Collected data
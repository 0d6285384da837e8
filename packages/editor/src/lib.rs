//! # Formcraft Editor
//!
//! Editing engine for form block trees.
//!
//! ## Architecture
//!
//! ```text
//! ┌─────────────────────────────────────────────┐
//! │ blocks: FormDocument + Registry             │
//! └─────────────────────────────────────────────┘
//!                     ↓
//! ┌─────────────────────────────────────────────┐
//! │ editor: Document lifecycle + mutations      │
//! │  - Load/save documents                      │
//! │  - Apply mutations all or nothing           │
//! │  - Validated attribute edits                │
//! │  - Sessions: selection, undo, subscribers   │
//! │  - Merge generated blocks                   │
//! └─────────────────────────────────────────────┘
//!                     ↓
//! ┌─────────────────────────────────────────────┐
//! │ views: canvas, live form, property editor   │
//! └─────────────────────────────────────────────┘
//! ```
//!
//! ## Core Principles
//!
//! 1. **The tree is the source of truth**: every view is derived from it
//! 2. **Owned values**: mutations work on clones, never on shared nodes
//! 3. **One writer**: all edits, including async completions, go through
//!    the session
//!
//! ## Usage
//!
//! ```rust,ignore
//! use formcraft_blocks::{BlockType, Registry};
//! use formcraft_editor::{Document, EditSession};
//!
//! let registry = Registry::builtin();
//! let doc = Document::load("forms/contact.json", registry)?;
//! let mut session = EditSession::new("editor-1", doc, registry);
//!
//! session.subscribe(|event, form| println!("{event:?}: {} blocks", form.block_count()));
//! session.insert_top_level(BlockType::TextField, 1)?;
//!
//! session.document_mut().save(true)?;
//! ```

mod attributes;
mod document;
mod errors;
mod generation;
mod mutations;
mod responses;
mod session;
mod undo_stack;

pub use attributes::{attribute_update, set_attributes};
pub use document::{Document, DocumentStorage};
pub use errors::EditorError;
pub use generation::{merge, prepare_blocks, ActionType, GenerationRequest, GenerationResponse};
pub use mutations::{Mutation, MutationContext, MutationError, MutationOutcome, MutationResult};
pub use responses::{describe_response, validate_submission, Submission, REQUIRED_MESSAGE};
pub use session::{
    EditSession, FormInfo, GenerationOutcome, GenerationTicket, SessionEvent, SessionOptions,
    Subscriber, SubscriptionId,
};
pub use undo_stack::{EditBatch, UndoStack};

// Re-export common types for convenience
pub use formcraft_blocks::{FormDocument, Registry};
--
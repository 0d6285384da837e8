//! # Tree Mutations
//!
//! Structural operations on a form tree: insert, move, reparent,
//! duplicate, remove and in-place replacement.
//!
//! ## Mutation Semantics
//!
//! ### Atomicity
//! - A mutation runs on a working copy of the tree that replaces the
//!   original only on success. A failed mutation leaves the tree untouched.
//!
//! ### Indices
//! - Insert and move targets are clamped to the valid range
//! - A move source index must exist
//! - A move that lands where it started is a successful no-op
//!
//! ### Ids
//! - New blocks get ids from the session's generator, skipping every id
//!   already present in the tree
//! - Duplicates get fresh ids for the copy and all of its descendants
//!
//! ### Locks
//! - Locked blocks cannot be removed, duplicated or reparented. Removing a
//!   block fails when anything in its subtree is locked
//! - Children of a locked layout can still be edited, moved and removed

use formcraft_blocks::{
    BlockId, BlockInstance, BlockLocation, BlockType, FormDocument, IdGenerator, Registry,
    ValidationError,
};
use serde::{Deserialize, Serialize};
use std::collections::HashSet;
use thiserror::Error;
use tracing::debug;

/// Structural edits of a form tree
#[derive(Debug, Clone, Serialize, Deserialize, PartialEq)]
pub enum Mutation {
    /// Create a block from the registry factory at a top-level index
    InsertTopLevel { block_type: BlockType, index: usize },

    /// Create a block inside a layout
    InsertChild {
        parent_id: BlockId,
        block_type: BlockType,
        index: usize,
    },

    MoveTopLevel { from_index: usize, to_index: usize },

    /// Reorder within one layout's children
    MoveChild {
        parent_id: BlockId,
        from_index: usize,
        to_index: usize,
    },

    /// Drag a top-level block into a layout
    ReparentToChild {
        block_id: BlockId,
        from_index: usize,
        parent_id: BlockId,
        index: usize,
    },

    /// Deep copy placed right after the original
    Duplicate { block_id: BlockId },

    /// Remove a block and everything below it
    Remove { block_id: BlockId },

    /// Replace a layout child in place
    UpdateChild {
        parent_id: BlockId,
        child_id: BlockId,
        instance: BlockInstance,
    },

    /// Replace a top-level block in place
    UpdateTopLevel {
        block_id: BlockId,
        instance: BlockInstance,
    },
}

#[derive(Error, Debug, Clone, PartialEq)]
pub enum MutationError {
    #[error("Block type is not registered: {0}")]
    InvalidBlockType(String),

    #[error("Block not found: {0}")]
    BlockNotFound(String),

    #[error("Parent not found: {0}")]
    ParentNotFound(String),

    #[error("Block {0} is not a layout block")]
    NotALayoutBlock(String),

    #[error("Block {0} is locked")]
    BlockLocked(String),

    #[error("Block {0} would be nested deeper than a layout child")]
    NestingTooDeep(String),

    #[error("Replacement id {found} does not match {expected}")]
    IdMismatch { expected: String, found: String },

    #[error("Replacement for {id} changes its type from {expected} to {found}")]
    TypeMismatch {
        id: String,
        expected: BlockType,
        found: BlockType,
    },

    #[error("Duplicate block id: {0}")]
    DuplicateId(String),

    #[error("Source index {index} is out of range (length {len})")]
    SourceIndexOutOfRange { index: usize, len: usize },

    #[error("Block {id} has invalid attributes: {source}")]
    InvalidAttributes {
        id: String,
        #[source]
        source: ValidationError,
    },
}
---
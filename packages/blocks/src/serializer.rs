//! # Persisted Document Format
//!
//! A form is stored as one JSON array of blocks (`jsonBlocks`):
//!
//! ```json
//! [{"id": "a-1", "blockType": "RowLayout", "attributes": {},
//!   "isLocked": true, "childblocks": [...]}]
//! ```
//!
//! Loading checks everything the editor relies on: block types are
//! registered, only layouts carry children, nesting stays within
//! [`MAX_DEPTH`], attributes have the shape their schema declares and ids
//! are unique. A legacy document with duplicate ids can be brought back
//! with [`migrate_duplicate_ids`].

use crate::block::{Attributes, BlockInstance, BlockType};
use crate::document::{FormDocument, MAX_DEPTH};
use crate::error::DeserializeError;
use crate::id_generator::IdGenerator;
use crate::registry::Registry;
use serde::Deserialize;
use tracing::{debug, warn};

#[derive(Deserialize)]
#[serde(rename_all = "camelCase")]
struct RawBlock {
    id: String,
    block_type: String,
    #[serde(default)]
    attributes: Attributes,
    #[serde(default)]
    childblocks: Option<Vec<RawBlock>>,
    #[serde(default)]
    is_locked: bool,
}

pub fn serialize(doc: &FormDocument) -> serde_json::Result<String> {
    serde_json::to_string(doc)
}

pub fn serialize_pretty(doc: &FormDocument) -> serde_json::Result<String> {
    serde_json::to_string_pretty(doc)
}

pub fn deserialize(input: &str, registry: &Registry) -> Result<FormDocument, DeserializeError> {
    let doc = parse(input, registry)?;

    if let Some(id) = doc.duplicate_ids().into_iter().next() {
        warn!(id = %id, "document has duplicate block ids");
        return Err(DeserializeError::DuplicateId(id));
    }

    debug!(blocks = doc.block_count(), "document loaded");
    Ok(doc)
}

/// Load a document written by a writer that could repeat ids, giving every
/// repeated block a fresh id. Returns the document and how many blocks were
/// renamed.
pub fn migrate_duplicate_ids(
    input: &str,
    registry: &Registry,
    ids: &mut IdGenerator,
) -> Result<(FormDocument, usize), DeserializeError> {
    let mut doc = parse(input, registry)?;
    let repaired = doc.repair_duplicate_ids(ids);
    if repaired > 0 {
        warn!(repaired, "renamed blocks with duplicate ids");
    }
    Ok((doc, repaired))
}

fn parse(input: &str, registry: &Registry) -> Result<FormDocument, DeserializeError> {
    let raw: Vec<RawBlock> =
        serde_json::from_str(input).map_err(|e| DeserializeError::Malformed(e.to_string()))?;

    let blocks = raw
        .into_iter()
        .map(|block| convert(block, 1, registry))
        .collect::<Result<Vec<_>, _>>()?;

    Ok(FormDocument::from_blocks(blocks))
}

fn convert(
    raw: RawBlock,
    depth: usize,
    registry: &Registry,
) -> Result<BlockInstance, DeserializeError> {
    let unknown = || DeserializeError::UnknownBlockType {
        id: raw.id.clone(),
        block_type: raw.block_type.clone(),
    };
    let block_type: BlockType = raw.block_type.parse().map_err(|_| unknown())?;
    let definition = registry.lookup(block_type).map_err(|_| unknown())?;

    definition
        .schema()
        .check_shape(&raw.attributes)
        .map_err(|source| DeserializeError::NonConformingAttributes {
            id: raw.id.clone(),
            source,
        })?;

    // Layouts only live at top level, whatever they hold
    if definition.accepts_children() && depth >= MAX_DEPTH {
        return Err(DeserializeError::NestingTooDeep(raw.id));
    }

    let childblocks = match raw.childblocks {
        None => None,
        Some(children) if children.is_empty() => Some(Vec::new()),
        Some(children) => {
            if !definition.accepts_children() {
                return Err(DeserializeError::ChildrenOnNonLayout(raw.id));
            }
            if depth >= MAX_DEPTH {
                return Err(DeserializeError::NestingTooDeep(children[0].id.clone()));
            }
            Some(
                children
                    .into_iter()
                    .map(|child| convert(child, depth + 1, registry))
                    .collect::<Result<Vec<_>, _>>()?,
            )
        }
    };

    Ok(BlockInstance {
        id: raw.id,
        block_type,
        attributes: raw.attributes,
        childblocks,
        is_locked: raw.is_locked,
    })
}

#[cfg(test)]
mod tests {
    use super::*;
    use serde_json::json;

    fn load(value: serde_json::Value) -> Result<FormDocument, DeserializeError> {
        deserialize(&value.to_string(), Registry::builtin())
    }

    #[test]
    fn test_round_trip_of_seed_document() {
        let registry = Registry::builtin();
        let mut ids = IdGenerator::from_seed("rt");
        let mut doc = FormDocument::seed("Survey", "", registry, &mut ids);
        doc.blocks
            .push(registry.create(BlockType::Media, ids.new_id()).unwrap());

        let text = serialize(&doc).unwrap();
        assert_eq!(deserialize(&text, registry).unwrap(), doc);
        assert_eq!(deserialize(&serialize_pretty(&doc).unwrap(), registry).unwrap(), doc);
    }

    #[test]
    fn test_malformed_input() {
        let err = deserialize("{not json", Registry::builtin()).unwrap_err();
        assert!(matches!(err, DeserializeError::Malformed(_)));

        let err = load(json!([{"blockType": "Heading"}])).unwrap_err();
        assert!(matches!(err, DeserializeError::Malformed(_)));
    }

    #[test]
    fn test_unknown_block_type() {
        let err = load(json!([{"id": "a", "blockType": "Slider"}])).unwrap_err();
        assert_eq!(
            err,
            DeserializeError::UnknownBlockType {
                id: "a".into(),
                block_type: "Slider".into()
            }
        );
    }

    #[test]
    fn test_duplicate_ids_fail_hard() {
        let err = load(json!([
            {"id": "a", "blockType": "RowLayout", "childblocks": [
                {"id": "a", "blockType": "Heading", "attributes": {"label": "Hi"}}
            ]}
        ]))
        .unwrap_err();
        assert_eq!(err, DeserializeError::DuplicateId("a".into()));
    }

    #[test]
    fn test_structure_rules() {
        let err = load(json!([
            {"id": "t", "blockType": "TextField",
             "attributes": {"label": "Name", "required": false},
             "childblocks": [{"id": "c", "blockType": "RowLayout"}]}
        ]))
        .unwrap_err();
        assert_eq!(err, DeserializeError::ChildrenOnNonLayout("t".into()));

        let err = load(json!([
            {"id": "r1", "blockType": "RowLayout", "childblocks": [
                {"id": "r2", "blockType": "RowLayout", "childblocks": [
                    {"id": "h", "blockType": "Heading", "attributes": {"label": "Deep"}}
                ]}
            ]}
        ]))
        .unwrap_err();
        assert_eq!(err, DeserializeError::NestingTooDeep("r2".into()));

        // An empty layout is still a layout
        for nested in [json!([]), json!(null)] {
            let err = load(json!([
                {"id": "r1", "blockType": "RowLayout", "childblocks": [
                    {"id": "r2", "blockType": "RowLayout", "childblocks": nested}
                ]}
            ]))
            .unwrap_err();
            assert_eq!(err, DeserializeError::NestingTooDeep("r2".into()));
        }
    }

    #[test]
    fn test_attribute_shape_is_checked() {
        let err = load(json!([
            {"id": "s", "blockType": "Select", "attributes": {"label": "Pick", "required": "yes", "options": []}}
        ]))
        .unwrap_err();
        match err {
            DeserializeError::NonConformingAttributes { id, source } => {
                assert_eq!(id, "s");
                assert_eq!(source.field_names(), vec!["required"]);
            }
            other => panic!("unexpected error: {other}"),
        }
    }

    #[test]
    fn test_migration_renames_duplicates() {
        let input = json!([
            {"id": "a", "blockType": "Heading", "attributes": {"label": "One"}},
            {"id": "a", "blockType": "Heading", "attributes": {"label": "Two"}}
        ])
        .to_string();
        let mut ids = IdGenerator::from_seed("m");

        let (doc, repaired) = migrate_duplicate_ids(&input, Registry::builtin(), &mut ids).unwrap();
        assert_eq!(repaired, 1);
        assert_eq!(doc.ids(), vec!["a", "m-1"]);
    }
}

Exercise instructions :: Check each line in the records above for the word "TextField". Return those that have it.

Answer to this problem ::
//! session.insert_top_level(BlockType::TextField, 1)?;
            {"id": "t", "blockType": "TextField",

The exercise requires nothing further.